REQUIRED ACTION:
Take the lines below between the one holding "resolves the requested" and the one holding "concurrent runs against", inclusive, and copy them exactly. Add nothing.

[Collected data]
■ ■ ■ ■

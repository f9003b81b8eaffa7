//! Well-known resource applications and default permission lists.
//!
//! First-party API application IDs are tenant-independent constants.
//! They live here as configuration data so the reconciler can be pointed
//! at other resource APIs without touching its logic.

use std::collections::HashMap;
use std::str::FromStr;

use lazy_static::lazy_static;
use uuid::uuid;

use crate::directory::types::ApplicationId;
use crate::error::DirectoryError;

/// Microsoft Graph.
pub const GRAPH_APP_ID: ApplicationId =
    ApplicationId(uuid!("00000003-0000-0000-c000-000000000000"));
/// SharePoint Online.
pub const SHAREPOINT_APP_ID: ApplicationId =
    ApplicationId(uuid!("00000003-0000-0ff1-ce00-000000000000"));
/// Exchange Online.
pub const EXCHANGE_APP_ID: ApplicationId =
    ApplicationId(uuid!("00000002-0000-0ff1-ce00-000000000000"));

/// The alias used when no `--resource` argument is given.
pub const DEFAULT_RESOURCE_ALIAS: &str = "graph";

/// The permissions granted when none are given on the command line.
pub const DEFAULT_PERMISSIONS: [&str; 1] = ["Sites.Selected"];

lazy_static! {
    /// The built-in alias catalog. Extended, never overridden, by aliases
    /// from the project config.
    static ref BUILTIN_ALIASES: HashMap<&'static str, ApplicationId> = HashMap::from([
        ("graph", GRAPH_APP_ID),
        ("sharepoint", SHAREPOINT_APP_ID),
        ("exchange", EXCHANGE_APP_ID),
    ]);
}

/// Resolve a `--resource` argument: first as a built-in alias, then as a
/// config-supplied alias, then as a literal GUID.
pub fn resolve_resource_arg(
    arg: &str,
    extra_aliases: &HashMap<String, ApplicationId>,
) -> Result<ApplicationId, DirectoryError> {
    let alias = arg.to_lowercase();
    if let Some(app_id) = BUILTIN_ALIASES.get(alias.as_str()) {
        return Ok(*app_id);
    }
    if let Some(app_id) = extra_aliases.get(alias.as_str()) {
        return Ok(*app_id);
    }
    ApplicationId::from_str(arg).map_err(|_| DirectoryError::NotFound {
        kind: "resource alias or application id",
        name: arg.to_owned(),
    })
}

#[cfg(test)]
mod tests {
    use super::*;

    #[test]
    fn builtin_aliases_resolve_case_insensitively() {
        let extra = HashMap::new();
        assert_eq!(resolve_resource_arg("graph", &extra).unwrap(), GRAPH_APP_ID);
        assert_eq!(resolve_resource_arg("Graph", &extra).unwrap(), GRAPH_APP_ID);
        assert_eq!(
            resolve_resource_arg("sharepoint", &extra).unwrap(),
            SHAREPOINT_APP_ID
        );
    }

    #[test]
    fn config_aliases_extend_the_catalog() {
        let extra = HashMap::from([(
            "ourapi".to_owned(),
            ApplicationId(uuid!("11111111-2222-3333-4444-555555555555")),
        )]);
        assert_eq!(
            resolve_resource_arg("ourapi", &extra).unwrap().to_string(),
            "11111111-2222-3333-4444-555555555555"
        );
    }

    #[test]
    fn literal_guids_parse() {
        let extra = HashMap::new();
        let resolved =
            resolve_resource_arg("00000003-0000-0000-c000-000000000000", &extra).unwrap();
        assert_eq!(resolved, GRAPH_APP_ID);
    }

    #[test]
    fn garbage_is_not_found() {
        let extra = HashMap::new();
        assert!(matches!(
            resolve_resource_arg("not-a-guid", &extra),
            Err(DirectoryError::NotFound { .. })
        ));
    }
}
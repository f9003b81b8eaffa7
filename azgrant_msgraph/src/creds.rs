use std::collections::HashSet;

use anyhow::{anyhow, Result};
use serde::Deserialize;

use azgrant_core::config::CredentialsMap;

use crate::consts;

/// Credentials for authenticating to Microsoft Graph with the
/// client-credentials grant.
///
/// The user sets these up by creating an app registration with a client
/// secret and pasting the values into a profile in their
/// ~/.azgrant/credentials.yaml.
#[derive(Deserialize, Debug, Default, Clone)]
pub struct GraphCredentials {
    pub(crate) tenant_id: String,
    pub(crate) client_id: String,
    pub(crate) client_secret: String,
    /// Login authority override, used to point tests at a mock server.
    pub(crate) authority: Option<String>,
    /// Graph endpoint override, used to point tests at a mock server.
    pub(crate) endpoint: Option<String>,
}

impl GraphCredentials {
    /// Build credentials from a named profile's key/value map.
    pub fn from_map(credentials: &CredentialsMap) -> Result<Self> {
        let mut creds = GraphCredentials::default();
        let mut required_fields = HashSet::from([
            "tenant_id".to_owned(),
            "client_id".to_owned(),
            "client_secret".to_owned(),
        ]);

        for (k, v) in credentials.iter() {
            match k.as_ref() {
                "tenant_id" => creds.tenant_id = v.to_string(),
                "client_id" => creds.client_id = v.to_string(),
                "client_secret" => creds.client_secret = v.to_string(),
                "authority" => creds.authority = Some(v.to_string()),
                "endpoint" => creds.endpoint = Some(v.to_string()),
                _ => (),
            }

            required_fields.remove(k);
        }

        if !required_fields.is_empty() {
            return Err(anyhow![
                "Graph credentials missing required fields: {:#?}",
                required_fields
            ]);
        }
        Ok(creds)
    }

    /// Perform simple field validation to catch bad input.
    pub(crate) fn validate(&self) -> Result<()> {
        if self.tenant_id.is_empty() || self.client_id.is_empty() || self.client_secret.is_empty()
        {
            return Err(anyhow!(
                "Credentials are missing. Please make sure your credentials.yaml profile has \
                tenant_id, client_id, and client_secret set."
            ));
        }
        Ok(())
    }

    /// The login authority, defaulting to the public cloud.
    pub(crate) fn authority(&self) -> &str {
        self.authority.as_deref().unwrap_or(consts::DEFAULT_AUTHORITY)
    }

    /// The Graph endpoint (including API version), defaulting to v1.0 on
    /// the public cloud.
    pub(crate) fn endpoint(&self) -> &str {
        self.endpoint
            .as_deref()
            .unwrap_or(consts::DEFAULT_GRAPH_ENDPOINT)
    }

    /// The OAuth scope for the client-credentials grant: `.default` on
    /// the Graph origin.
    pub(crate) fn scope(&self) -> String {
        let root = self
            .endpoint()
            .strip_suffix("/v1.0")
            .unwrap_or_else(|| self.endpoint());
        format!("{root}/.default")
    }
}

#[cfg(test)]
mod tests {
    use super::*;
    use std::collections::HashMap;

    #[test]
    fn complete_profiles_load() {
        let map = HashMap::from([
            ("tenant_id".to_owned(), "t".to_owned()),
            ("client_id".to_owned(), "c".to_owned()),
            ("client_secret".to_owned(), "s".to_owned()),
        ]);
        let creds = GraphCredentials::from_map(&map).unwrap();
        assert_eq!(creds.authority(), consts::DEFAULT_AUTHORITY);
        assert_eq!(creds.scope(), "https://graph.microsoft.com/.default");
    }

    #[test]
    fn missing_fields_are_rejected() {
        let map = HashMap::from([("tenant_id".to_owned(), "t".to_owned())]);
        assert!(GraphCredentials::from_map(&map).is_err());
    }

    #[test]
    fn overrides_redirect_scope_and_authority() {
        let map = HashMap::from([
            ("tenant_id".to_owned(), "t".to_owned()),
            ("client_id".to_owned(), "c".to_owned()),
            ("client_secret".to_owned(), "s".to_owned()),
            ("authority".to_owned(), "http://127.0.0.1:9999".to_owned()),
            ("endpoint".to_owned(), "http://127.0.0.1:9999/v1.0".to_owned()),
        ]);
        let creds = GraphCredentials::from_map(&map).unwrap();
        assert_eq!(creds.authority(), "http://127.0.0.1:9999");
        assert_eq!(creds.scope(), "http://127.0.0.1:9999/.default");
    }
}
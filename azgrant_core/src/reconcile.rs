//! Convergence of granted app roles toward a declared permission list.
//!
//! A reconcile run is two phases: `plan` resolves the requested
//! permissions and classifies each one against the assignee's current
//! assignments without mutating anything, and `execute` issues only the
//! creates or deletes the plan calls for. The CLI shows the plan and
//! gates `execute` behind confirmation; `reconcile` is the two phases
//! back to back.
//!
//! No re-read happens between the phases, so two concurrent runs against
//! the same principal can still race between list and create. A duplicate
//! create the directory rejects surfaces as a `Failed` outcome, not a
//! crash.

use std::fmt::Display;

use colored::Colorize;
use indexmap::IndexSet;

use crate::directory::types::{AssignmentId, NewAppRoleAssignment, Principal, Resource};
use crate::directory::DirectoryApi;
use crate::error::DirectoryError;
use crate::lookup::resolve_app_role;

/// Which direction to converge in.
#[derive(Clone, Copy, Debug, PartialEq, Eq)]
pub enum Mode {
    /// Create assignments that are desired but absent.
    Grant,
    /// Delete assignments that are present but undesired.
    Revoke,
}

/// The terminal state of one requested permission after a reconcile run.
#[derive(Clone, Debug, PartialEq, Eq)]
pub enum Outcome {
    /// An assignment was created.
    Granted {
        /// The permission's symbolic name.
        permission: String,
    },
    /// The assignment already existed; no API call was made.
    AlreadyGranted {
        /// The permission's symbolic name.
        permission: String,
    },
    /// An assignment was deleted.
    Revoked {
        /// The permission's symbolic name.
        permission: String,
    },
    /// No assignment existed to revoke; no API call was made.
    AlreadyAbsent {
        /// The permission's symbolic name.
        permission: String,
    },
    /// The permission name failed to resolve to an application role.
    /// Non-fatal to the batch.
    Skipped {
        /// The permission's symbolic name.
        permission: String,
        /// Why resolution failed.
        reason: DirectoryError,
    },
    /// The directory rejected the create or delete.
    Failed {
        /// The permission's symbolic name.
        permission: String,
        /// The backend error.
        reason: DirectoryError,
    },
}

impl Outcome {
    /// The permission this outcome describes.
    pub fn permission(&self) -> &str {
        match self {
            Outcome::Granted { permission }
            | Outcome::AlreadyGranted { permission }
            | Outcome::Revoked { permission }
            | Outcome::AlreadyAbsent { permission }
            | Outcome::Skipped { permission, .. }
            | Outcome::Failed { permission, .. } => permission,
        }
    }

    /// Whether this outcome should make the overall run exit non-zero.
    /// Skips count: automation callers need to see that a requested
    /// permission was not applied.
    pub fn is_failure(&self) -> bool {
        matches!(self, Outcome::Skipped { .. } | Outcome::Failed { .. })
    }
}
pub const DEFAULT_AUTHORITY: &str = "https://login.microsoftonline.com";
pub const DEFAULT_GRAPH_ENDPOINT: &str = "https://graph.microsoft.com/v1.0";

pub const AUTH_HEADER: &str = "Authorization";
pub const ACCEPT_HEADER: &str = "Accept";
pub const USER_AGENT_HEADER: &str = "User-Agent";
pub const USER_AGENT: &str = "azgrant";

/// Per-request transport deadline, seconds.
pub const REQUEST_TIMEOUT_SECS: u64 = 30;
//! Full CLI library for azgrant
//!

#![deny(missing_docs)]

mod apply;
mod cmd;
mod report;
mod site;

use anyhow::{anyhow, Context, Result};
use clap::Parser;

use azgrant_core::{config::fetch_credentials, logging, project, reconcile::Mode};
use azgrant_msgraph::{GraphCredentials, GraphRestConfig, MsGraphDirectory};

use cmd::{AzGrantArgs, AzGrantCommand};

/// Main CLI entrypoint.
pub async fn cli() -> Result<()> {
    let args = AzGrantArgs::parse();
    logging::setup(args.log_level);

    match args.command {
        AzGrantCommand::Grant {
            principal,
            permissions,
            resource,
            dry_run,
            yes,
        } => {
            apply::apply(
                &args.profile,
                &principal,
                permissions,
                &resource,
                Mode::Grant,
                dry_run,
                yes,
            )
            .await
        }

        AzGrantCommand::Revoke {
            principal,
            permissions,
            resource,
            dry_run,
            yes,
        } => {
            apply::apply(
                &args.profile,
                &principal,
                permissions,
                &resource,
                Mode::Revoke,
                dry_run,
                yes,
            )
            .await
        }

        AzGrantCommand::Report { output } => report::report(&args.profile, output).await,

        AzGrantCommand::GrantSite {
            principal,
            site,
            roles,
            dry_run,
            yes,
        } => site::grant_site(&args.profile, &principal, &site, &roles, dry_run, yes).await,
    }
}

/// Sign in to Microsoft Graph with the named credentials profile.
pub(crate) async fn connect(profile: &str) -> Result<MsGraphDirectory> {
    let profiles = fetch_credentials(project::credentials_cfg_path()).context(
        "reading credentials - create ~/.azgrant/credentials.yaml with a profile for your \
        app registration",
    )?;
    let profile_map = profiles
        .get(profile)
        .ok_or_else(|| anyhow!("no credentials profile named '{profile}'"))?;
    let credentials = GraphCredentials::from_map(profile_map)?;
    MsGraphDirectory::new(
        credentials,
        GraphRestConfig {
            retry: true,
            ..Default::default()
        },
    )
    .await
    .context("signing in to Microsoft Graph")
}
//! The abstract directory contract.
//!
//! The lookup, reconciliation, and report components are written against
//! these traits rather than against a concrete HTTP client. The
//! `azgrant_msgraph` crate provides the Microsoft Graph implementation;
//! tests use an in-memory fake.

use async_trait::async_trait;

use crate::error::DirectoryError;

pub mod types;

pub(crate) mod test_util;

use types::{
    AppRoleAssignment, ApplicationId, AssignmentId, NewAppRoleAssignment, ObjectId, Principal,
    PrincipalDetails, Resource,
};

/// The read/write surface the reconciliation core needs from a directory.
#[async_trait]
pub trait DirectoryApi {
    /// List the principals whose display name exactly matches `display_name`.
    /// Returns every match; the zero/one/many contract is applied by
    /// [`crate::lookup::DirectoryLookup`].
    async fn principals_by_name(
        &self,
        display_name: &str,
    ) -> Result<Vec<Principal>, DirectoryError>;

    /// List the service principals registered for the given application ID,
    /// including their full app-role catalogs.
    async fn resources_by_app_id(
        &self,
        app_id: &ApplicationId,
    ) -> Result<Vec<Resource>, DirectoryError>;

    /// List the app-role assignments held by a principal. Always scoped to
    /// the assignee, never to the resource.
    async fn assignments_for_principal(
        &self,
        principal_id: &ObjectId,
    ) -> Result<Vec<AppRoleAssignment>, DirectoryError>;

    /// Create an assignment from the three-field request body.
    async fn create_assignment(
        &self,
        new: &NewAppRoleAssignment,
    ) -> Result<AppRoleAssignment, DirectoryError>;

    /// Delete an assignment by its server-assigned id.
    async fn delete_assignment(
        &self,
        principal_id: &ObjectId,
        assignment_id: &AssignmentId,
    ) -> Result<(), DirectoryError>;
}

/// The read-only surface the tenant report needs from a directory.
#[async_trait]
pub trait DirectoryAudit {
    /// Enumerate every service principal in the tenant. Key and password
    /// credentials arrive inline on each record.
    async fn list_all_principals(&self) -> Result<Vec<PrincipalDetails>, DirectoryError>;

    /// Display names of a principal's owners.
    async fn owners(&self, principal_id: &ObjectId) -> Result<Vec<String>, DirectoryError>;

    /// The most recent sign-in for the application, if the tenant exposes
    /// sign-in activity reports.
    async fn last_sign_in(
        &self,
        app_id: &ApplicationId,
    ) -> Result<Option<time::OffsetDateTime>, DirectoryError>;

    /// Assignments where the principal is the grantee.
    async fn assignments_held(
        &self,
        principal_id: &ObjectId,
    ) -> Result<Vec<AppRoleAssignment>, DirectoryError>;

    /// Assignments the principal has issued to others (the principal acting
    /// as the resource).
    async fn assignments_issued(
        &self,
        principal_id: &ObjectId,
    ) -> Result<Vec<AppRoleAssignment>, DirectoryError>;
}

■ ■ ■ ■

WRITTEN RESPONSE:
//! A reconcile run is two phases: `plan` resolves the requested
//! permissions and classifies each one against the assignee's current
//! assignments without mutating anything, and `execute` issues only the
//! creates or deletes the plan calls for. The CLI shows the plan and
//! gates `execute` behind confirmation; `reconcile` is the two phases
//! back to back.
//!
//! No re-read happens between the phases, so two concurrent runs against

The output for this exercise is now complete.